Once an artist begins making noise and shows begin to sell out then national artists who come to town rely on those artists’ to assist in ticket sales. Most national acts cannot sellout clubs to the fullest capacity and always need artists that can sell an extra 75-250 tickets. The Drama Club began opening up for bands including Breaking Benjamin, Velvet Revolver, Flyleaf, and many others including a 30 date North East tour which included a stop at the Warped tour in their hometown.

Basic logic says with increased exposure more opportunities will arise, especially in you’re hometown, and thanks to the internet – opportunities can be limitless. The Drama Club has been featured many times on their hometown radio stations 97X, and WZZO, as well as Metal Edge Magazine, Purevolume, Puregrainaudio, Origivation, and other regional press. Not only that
The Drama Club teamed up with a manager as was just added to ‘POWER ROTATION’ on AOL Radio “New Rock First” station. This is when the internet can be you’re best friend because AOL isn’t localized.

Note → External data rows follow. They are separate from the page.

use std::time::Duration;

use crate::io::XcTaskFileType;

use super::{nice_bool, nice_save_target, stage_banner, stage_delimiter, Stage, XCTASK_BANNER_LENGTH};

#[test]
fn test_format_stage_banner() {
    for stage in [Stage::GridPartitioning, Stage::ExchangeIntegration] {
        let banner = stage_banner(stage);
        assert!(banner
            .iter()
            .all(|line| line.chars().count() == XCTASK_BANNER_LENGTH));
        assert!(banner[1].contains(stage.title()));
        assert!(banner[0].starts_with('┌') && banner[2].ends_with('┘'));
    }
    assert_eq!(Stage::GridPartitioning.title(), "Grid Partitioning");
    assert_eq!(Stage::ExchangeIntegration.to_string(), "Exchange integration");
}

#[test]
fn test_format_stage_delimiters() {
    let begin = stage_delimiter(Stage::GridPartitioning, None);
    assert!(begin.starts_with("❬❬❬❬❬ [Begin] Grid partitioning ❬"));
    assert_eq!(begin.chars().count(), XCTASK_BANNER_LENGTH);

    let end = stage_delimiter(
        Stage::ExchangeIntegration,
        Some(Duration::from_millis(1500)),
    );
    assert!(end.starts_with("❭❭❭❭❭ [ End ] Exchange integration (1.500 s) ❭"));
    assert_eq!(end.chars().count(), XCTASK_BANNER_LENGTH);
}

#[test]
fn test_format_values() {
    assert_eq!(nice_bool(true), "yes");
    assert_eq!(nice_bool(false), "no");
    assert_eq!(
        nice_save_target(Some(&"run".to_string()), XcTaskFileType::Tsk),
        "run.xctask.tsk"
    );
    assert_eq!(
        nice_save_target(Some(&"water".to_string()), XcTaskFileType::Int),
        "water.xctask.int"
    );
    assert_eq!(nice_save_target(None, XcTaskFileType::Mat), "no");
}
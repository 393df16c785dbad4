//! Contracted Gaussian shells and basis sets.

use std::fmt;
use std::ops::Index;
use std::path::Path;

use anyhow::{self, ensure, format_err};
use derive_builder::Builder;
use factorial::DoubleFactorial;
use itertools::Itertools;
use nalgebra::Point3;

use crate::auxiliary::molecule::Molecule;
use crate::basis::ao::BasisShell;
use crate::basis::library::BasisLibrary;

#[cfg(test)]
#[path = "shell_tests.rs"]
mod shell_tests;

/// Default screening tolerance of a shell.
pub const DEFAULT_SHELL_TOLERANCE: f64 = 1e-10;

/// Contraction coefficients smaller than this are dropped when a shell is built.
const CONTRACTION_COEFF_THRESH: f64 = 1e-16;

// -------------------
// GaussianContraction
// -------------------

/// A structure to handle primitives in a Gaussian contraction.
#[derive(Clone, Builder, Debug, PartialEq)]
pub struct GaussianContraction {
    /// Constituent primitives in the contraction. Each primitive has the form
    /// $`c\exp\left[-\alpha\lvert \mathbf{r} - \mathbf{R} \rvert^2\right]`$ and is characterised
    /// by a tuple of its exponent $`\alpha`$ and coefficient $`c`$, respectively.
    pub primitives: Vec<(f64, f64)>,
}

impl GaussianContraction {
    /// The number of primitive Gaussians in this contraction.
    pub fn contraction_length(&self) -> usize {
        self.primitives.len()
    }
}

// ---------------------
// BasisShellContraction
// ---------------------

/// A structure to handle all shell information needed for screening and collocation.
#[derive(Clone, Builder, Debug)]
pub struct BasisShellContraction {
    /// Basis function ordering information.
    pub basis_shell: BasisShell,

    /// The Gaussian primitives in the contraction of this shell. The coefficients include the
    /// primitive normalisation factors.
    pub contraction: GaussianContraction,

    /// The Cartesian origin $`\mathbf{R}`$ of this shell in Bohr.
    pub cart_origin: Point3<f64>,

    /// The screening tolerance of this shell.
    #[builder(default = "DEFAULT_SHELL_TOLERANCE")]
    tolerance: f64,

    /// The radius beyond which every primitive of this shell falls below [`Self::tolerance`].
    #[builder(setter(skip), default = "0.0")]
    cutoff_radius: f64,
}

impl BasisShellContraction {
    /// Returns a builder to construct a new [`BasisShellContraction`].
    pub fn builder() -> BasisShellContractionBuilder {
        BasisShellContractionBuilder::default()
    }

    /// Constructs a normalised shell from raw exponents and contraction coefficients.
    ///
    /// The primitives are normalised for the $`x^l`$ component and the contraction is then
    /// renormalised to unit self-overlap. Primitives with negligible coefficients are dropped.
    ///
    /// # Arguments
    ///
    /// * `basis_shell` - The angular information of the shell.
    /// * `exponents` - The primitive exponents.
    /// * `coefficients` - The raw contraction coefficients.
    /// * `cart_origin` - The centre of the shell in Bohr.
    /// * `tolerance` - The screening tolerance.
    pub fn new(
        basis_shell: BasisShell,
        exponents: &[f64],
        coefficients: &[f64],
        cart_origin: Point3<f64>,
        tolerance: f64,
    ) -> Result<Self, anyhow::Error> {
        ensure!(
            exponents.len() == coefficients.len(),
            "Mismatched numbers of exponents ({}) and coefficients ({}).",
            exponents.len(),
            coefficients.len()
        );
        ensure!(
            exponents.iter().all(|&a| a > 0.0),
            "Non-positive Gaussian exponent encountered."
        );
        ensure!(tolerance > 0.0, "Non-positive shell tolerance {tolerance:e}.");
        let primitives = exponents
            .iter()
            .zip(coefficients.iter())
            .filter(|(_, c)| c.abs() > CONTRACTION_COEFF_THRESH)
            .map(|(&a, &c)| (a, c))
            .collect_vec();
        ensure!(!primitives.is_empty(), "Shell without primitives.");

        let mut bsc = BasisShellContraction::builder()
            .basis_shell(basis_shell)
            .contraction(GaussianContraction { primitives })
            .cart_origin(cart_origin)
            .tolerance(tolerance)
            .build()
            .map_err(|err| format_err!(err))?;
        bsc.normalise();
        bsc.compute_cutoff_radius();
        Ok(bsc)
    }

    /// The basis function ordering information of this shell.
    pub fn basis_shell(&self) -> &BasisShell {
        &self.basis_shell
    }

    /// The Cartesian origin $`\mathbf{R}`$ of this shell.
    pub fn cart_origin(&self) -> &Point3<f64> {
        &self.cart_origin
    }

    /// The angular momentum of this shell.
    pub fn l(&self) -> u32 {
        self.basis_shell.l
    }

    /// The number of basis functions in this shell.
    pub fn n_funcs(&self) -> usize {
        self.basis_shell.n_funcs()
    }

    /// The number of primitive Gaussians in this shell.
    pub fn contraction_length(&self) -> usize {
        self.contraction.contraction_length()
    }

    /// The screening tolerance of this shell.
    pub fn tolerance(&self) -> f64 {
        self.tolerance
    }

    /// The cutoff radius of this shell.
    pub fn cutoff_radius(&self) -> f64 {
        self.cutoff_radius
    }

    /// Sets the screening tolerance and recomputes the cutoff radius.
    pub fn set_tolerance(&mut self, tolerance: f64) -> &mut Self {
        self.tolerance = tolerance;
        self.compute_cutoff_radius();
        self
    }

    /// Scales the raw contraction to unit self-overlap, then folds the primitive normalisation
    /// factors of the $`x^l`$ component into the coefficients.
    fn normalise(&mut self) {
        let l = self.basis_shell.l;
        let lf = f64::from(l);

        // Overlap between two normalised primitives of the same shell.
        let self_overlap = self
            .contraction
            .primitives
            .iter()
            .cartesian_product(self.contraction.primitives.iter())
            .map(|((ai, ci), (aj, cj))| {
                ci * cj * (2.0 * (ai * aj).sqrt() / (ai + aj)).powf(lf + 1.5)
            })
            .sum::<f64>();
        let scale = 1.0 / self_overlap.sqrt();

        let dfact = if l == 0 {
            1.0
        } else {
            (2 * u64::from(l) - 1)
                .checked_double_factorial()
                .map(|d| d as f64)
                .unwrap_or(f64::INFINITY)
        };
        self.contraction.primitives.iter_mut().for_each(|(a, c)| {
            let norm = (2.0 * *a / std::f64::consts::PI).powf(0.75) * (4.0 * *a).powf(0.5 * lf)
                / dfact.sqrt();
            *c *= scale * norm;
        });
    }

    /// Computes the radius beyond which every primitive falls below the shell tolerance,
    ///
    /// ```math
    ///     r_{\mathrm{cut}} = \max_i \sqrt{\frac{\ln\lvert c_i \rvert - \ln\tau}{\alpha_i}},
    /// ```
    ///
    /// taken over primitives with $`\lvert c_i \rvert > \tau`$.
    fn compute_cutoff_radius(&mut self) {
        let log_tol = self.tolerance.ln();
        self.cutoff_radius = self
            .contraction
            .primitives
            .iter()
            .filter(|(_, c)| c.abs() > self.tolerance)
            .map(|(a, c)| ((c.abs().ln() - log_tol) / a).sqrt())
            .fold(0.0, f64::max);
    }
}

// --------
// BasisSet
// --------

/// A structure to manage the contracted shells of a molecule, in atom order.
#[derive(Clone, Debug)]
pub struct BasisSet {
    /// The name of the basis set.
    name: String,

    /// The contracted shells, ordered by atom and then by the order within each atom.
    shells: Vec<BasisShellContraction>,

    /// The index of the atom each shell is centred on.
    shell_atoms: Vec<usize>,

    /// The starting (inclusive) and ending (exclusive) function indices of each shell.
    shell_boundaries: Vec<(usize, usize)>,
}

impl BasisSet {
    /// Constructs a basis set from shells grouped by atom.
    ///
    /// # Arguments
    ///
    /// * `name` - A name for the basis set.
    /// * `atom_shells` - One vector of shells per atom, in atom order.
    pub fn new(name: &str, atom_shells: Vec<Vec<BasisShellContraction>>) -> Self {
        let shell_atoms = atom_shells
            .iter()
            .enumerate()
            .flat_map(|(iatom, shells)| std::iter::repeat(iatom).take(shells.len()))
            .collect_vec();
        let shells = atom_shells.into_iter().flatten().collect_vec();
        let shell_boundaries = shells
            .iter()
            .scan(0, |acc, shell| {
                let start_index = *acc;
                *acc += shell.n_funcs();
                Some((start_index, *acc))
            })
            .collect_vec();
        Self {
            name: name.to_string(),
            shells,
            shell_atoms,
            shell_boundaries,
        }
    }

    /// Constructs a basis set for a molecule from a built-in library entry.
    ///
    /// # Arguments
    ///
    /// * `mol` - The molecule, with coordinates in Bohr.
    /// * `basis_name` - The name of the built-in basis set (case-insensitive).
    /// * `cart` - If `true`, shells are Cartesian with lexicographic order; otherwise they are
    /// pure with increasing-$`m`$ order.
    /// * `tolerance` - The screening tolerance applied to every shell.
    pub fn from_library(
        mol: &Molecule,
        basis_name: &str,
        cart: bool,
        tolerance: f64,
    ) -> Result<Self, anyhow::Error> {
        let library = BasisLibrary::builtin(basis_name)?;
        library.build_basis_set(mol, cart, tolerance)
    }

    /// Constructs a basis set for a molecule from a YAML basis file in the library format.
    pub fn from_yaml_file<P: AsRef<Path>>(
        mol: &Molecule,
        path: P,
        cart: bool,
        tolerance: f64,
    ) -> Result<Self, anyhow::Error> {
        let library = BasisLibrary::from_yaml_file(path)?;
        library.build_basis_set(mol, cart, tolerance)
    }

    /// The name of this basis set.
    pub fn name(&self) -> &str {
        &self.name
    }

    /// The number of shells in this basis set.
    pub fn n_shells(&self) -> usize {
        self.shells.len()
    }

    /// The number of basis functions in this basis set.
    pub fn n_funcs(&self) -> usize {
        self.shell_boundaries.last().map(|(_, end)| *end).unwrap_or(0)
    }

    /// The maximum angular momentum across all shells.
    pub fn lmax(&self) -> u32 {
        self.shells.iter().map(|shell| shell.l()).max().unwrap_or(0)
    }

    /// An iterator over the shells of this basis set.
    pub fn shells(&self) -> impl Iterator<Item = &BasisShellContraction> + '_ {
        self.shells.iter()
    }

    /// The starting (inclusive) and ending (exclusive) function indices of each shell.
    pub fn shell_boundaries(&self) -> &[(usize, usize)] {
        &self.shell_boundaries
    }

    /// The index of the atom that shell `ishell` is centred on.
    pub fn shell_atom(&self, ishell: usize) -> usize {
        self.shell_atoms[ishell]
    }

    /// The starting (inclusive) and ending (exclusive) function indices of the functions
    /// centred on each atom. Atoms without shells get an empty range.
    pub fn atom_function_ranges(&self, n_atoms: usize) -> Vec<(usize, usize)> {
        (0..n_atoms)
            .map(|iatom| {
                let bounds = self
                    .shell_atoms
                    .iter()
                    .zip(self.shell_boundaries.iter())
                    .filter(|(a, _)| **a == iatom)
                    .map(|(_, b)| *b)
                    .collect_vec();
                match (bounds.first(), bounds.last()) {
                    (Some((start, _)), Some((_, end))) => (*start, *end),
                    _ => (0, 0),
                }
            })
            .collect_vec()
    }

    /// Sets the screening tolerance of every shell.
    pub fn set_tolerance(&mut self, tolerance: f64) -> &mut Self {
        self.shells.iter_mut().for_each(|shell| {
            shell.set_tolerance(tolerance);
        });
        self
    }
}

impl Index<usize> for BasisSet {
    type Output = BasisShellContraction;

    fn index(&self, i: usize) -> &Self::Output {
        &self.shells[i]
    }
}

impl fmt::Display for BasisSet {
    fn fmt(&self, f: &mut fmt::Formatter<'_>) -> fmt::Result {
        writeln!(f, "Basis set: {}", self.name)?;
        writeln!(f, "  Shells: {}", self.n_shells())?;
        writeln!(f, "  Functions: {}", self.n_funcs())?;
        writeln!(
            f,
            "  Largest cutoff radius: {:.4} Bohr",
            self.shells
                .iter()
                .map(|shell| shell.cutoff_radius)
                .fold(0.0, f64::max)
        )?;
        Ok(())
    }
}
//! Evaluation of basis functions and their first derivatives on quadrature points.

use itertools::Itertools;
use nalgebra::Point3;
use ndarray::Array2;

use crate::basis::ao::ShellOrder;
use crate::basis::shell::{BasisSet, BasisShellContraction};
use crate::error::XcTaskError;

/// A Cartesian monomial $`x^{l_x} y^{l_y} z^{l_z}`$ with a coefficient.
type Monomial = (f64, (u32, u32, u32));

/// Basis function values, and optionally their gradients, on a set of points.
#[derive(Clone, Debug)]
pub struct Collocation {
    /// The function values, $`n_{\mathrm{pts}} \times n_{\mathrm{be}}`$.
    pub values: Array2<f64>,

    /// The $`x`$, $`y`$, and $`z`$ derivatives, each $`n_{\mathrm{pts}} \times n_{\mathrm{be}}`$.
    pub gradients: Option<[Array2<f64>; 3]>,
}

/// The angular parts of the functions of a shell as sums of Cartesian monomials, in shell order.
///
/// Pure functions up to $`l = 2`$ are unnormalised real solid harmonics; with primitives
/// normalised for the $`x^l`$ component they are normalised.
fn angular_monomials(shell: &BasisShellContraction) -> Result<Vec<Vec<Monomial>>, XcTaskError> {
    match &shell.basis_shell().shell_order {
        ShellOrder::Cart(cart_order) => Ok(cart_order
            .iter()
            .map(|&lxyz| vec![(1.0, lxyz)])
            .collect_vec()),
        ShellOrder::Pure(pure_order) => pure_order
            .iter()
            .map(|&m| solid_harmonic(pure_order.lpure, m))
            .collect::<Result<Vec<_>, _>>(),
    }
}

fn solid_harmonic(l: u32, m: i32) -> Result<Vec<Monomial>, XcTaskError> {
    let sqrt3 = 3.0f64.sqrt();
    let terms = match (l, m) {
        (0, 0) => vec![(1.0, (0, 0, 0))],
        (1, -1) => vec![(1.0, (0, 1, 0))],
        (1, 0) => vec![(1.0, (0, 0, 1))],
        (1, 1) => vec![(1.0, (1, 0, 0))],
        (2, -2) => vec![(sqrt3, (1, 1, 0))],
        (2, -1) => vec![(sqrt3, (0, 1, 1))],
        (2, 0) => vec![(1.0, (0, 0, 2)), (-0.5, (2, 0, 0)), (-0.5, (0, 2, 0))],
        (2, 1) => vec![(sqrt3, (1, 0, 1))],
        (2, 2) => vec![
            (sqrt3 / 2.0, (2, 0, 0)),
            (-sqrt3 / 2.0, (0, 2, 0)),
        ],
        _ => {
            return Err(XcTaskError::Configuration(format!(
                "pure shells with l = {l} cannot be collocated; use Cartesian functions instead"
            )))
        }
    };
    Ok(terms)
}

/// $`x^n`$ and its derivative $`n x^{n-1}`$.
fn power_with_derivative(x: f64, n: u32) -> (f64, f64) {
    match n {
        0 => (1.0, 0.0),
        _ => {
            let n_i32 = n as i32;
            (x.powi(n_i32), f64::from(n) * x.powi(n_i32 - 1))
        }
    }
}

/// Evaluates the functions of the listed shells, in shell order, on a set of points.
///
/// # Arguments
///
/// * `basis` - The basis set.
/// * `shell_list` - The shells to evaluate.
/// * `points` - The quadrature points.
/// * `with_gradients` - Boolean indicating if first derivatives are also required.
///
/// # Errors
///
/// Errors if a pure shell has an angular momentum above two.
pub fn collocate(
    basis: &BasisSet,
    shell_list: &[usize],
    points: &[Point3<f64>],
    with_gradients: bool,
) -> Result<Collocation, XcTaskError> {
    let nbe = shell_list.iter().map(|&ishell| basis[ishell].n_funcs()).sum::<usize>();
    let npts = points.len();
    let mut values = Array2::<f64>::zeros((npts, nbe));
    let mut gradients = with_gradients.then(|| {
        [
            Array2::<f64>::zeros((npts, nbe)),
            Array2::<f64>::zeros((npts, nbe)),
            Array2::<f64>::zeros((npts, nbe)),
        ]
    });

    let mut ibf = 0;
    for &ishell in shell_list.iter() {
        let shell = &basis[ishell];
        let angular = angular_monomials(shell)?;
        for (ipt, point) in points.iter().enumerate() {
            let r = point - shell.cart_origin();
            let r2 = r.norm_squared();
            let (radial, radial_slope) = shell.contraction.primitives.iter().fold(
                (0.0, 0.0),
                |(f, df), &(alpha, c)| {
                    let g = c * (-alpha * r2).exp();
                    (f + g, df - 2.0 * alpha * g)
                },
            );
            for (icomp, terms) in angular.iter().enumerate() {
                let mut a = 0.0;
                let mut da = [0.0; 3];
                for &(coeff, (lx, ly, lz)) in terms.iter() {
                    let (px, dpx) = power_with_derivative(r.x, lx);
                    let (py, dpy) = power_with_derivative(r.y, ly);
                    let (pz, dpz) = power_with_derivative(r.z, lz);
                    a += coeff * px * py * pz;
                    da[0] += coeff * dpx * py * pz;
                    da[1] += coeff * px * dpy * pz;
                    da[2] += coeff * px * py * dpz;
                }
                values[(ipt, ibf + icomp)] = a * radial;
                if let Some(grads) = gradients.as_mut() {
                    for (k, grad) in grads.iter_mut().enumerate() {
                        grad[(ipt, ibf + icomp)] = da[k] * radial + a * r[k] * radial_slope;
                    }
                }
            }
        }
        ibf += shell.n_funcs();
    }
    Ok(Collocation { values, gradients })
}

If you play by these rules, success can almost be guaranteed. You will be able to quit your day job, even sign some autographs. If these rules fail you, it’s not because the rules are broken, its because something within the artist is not connecting. Maybe its not your destiny.

Artists that are armed with good music and a strong desire can make it without the big man today. The door is opened to anybody who is willing to walk through it.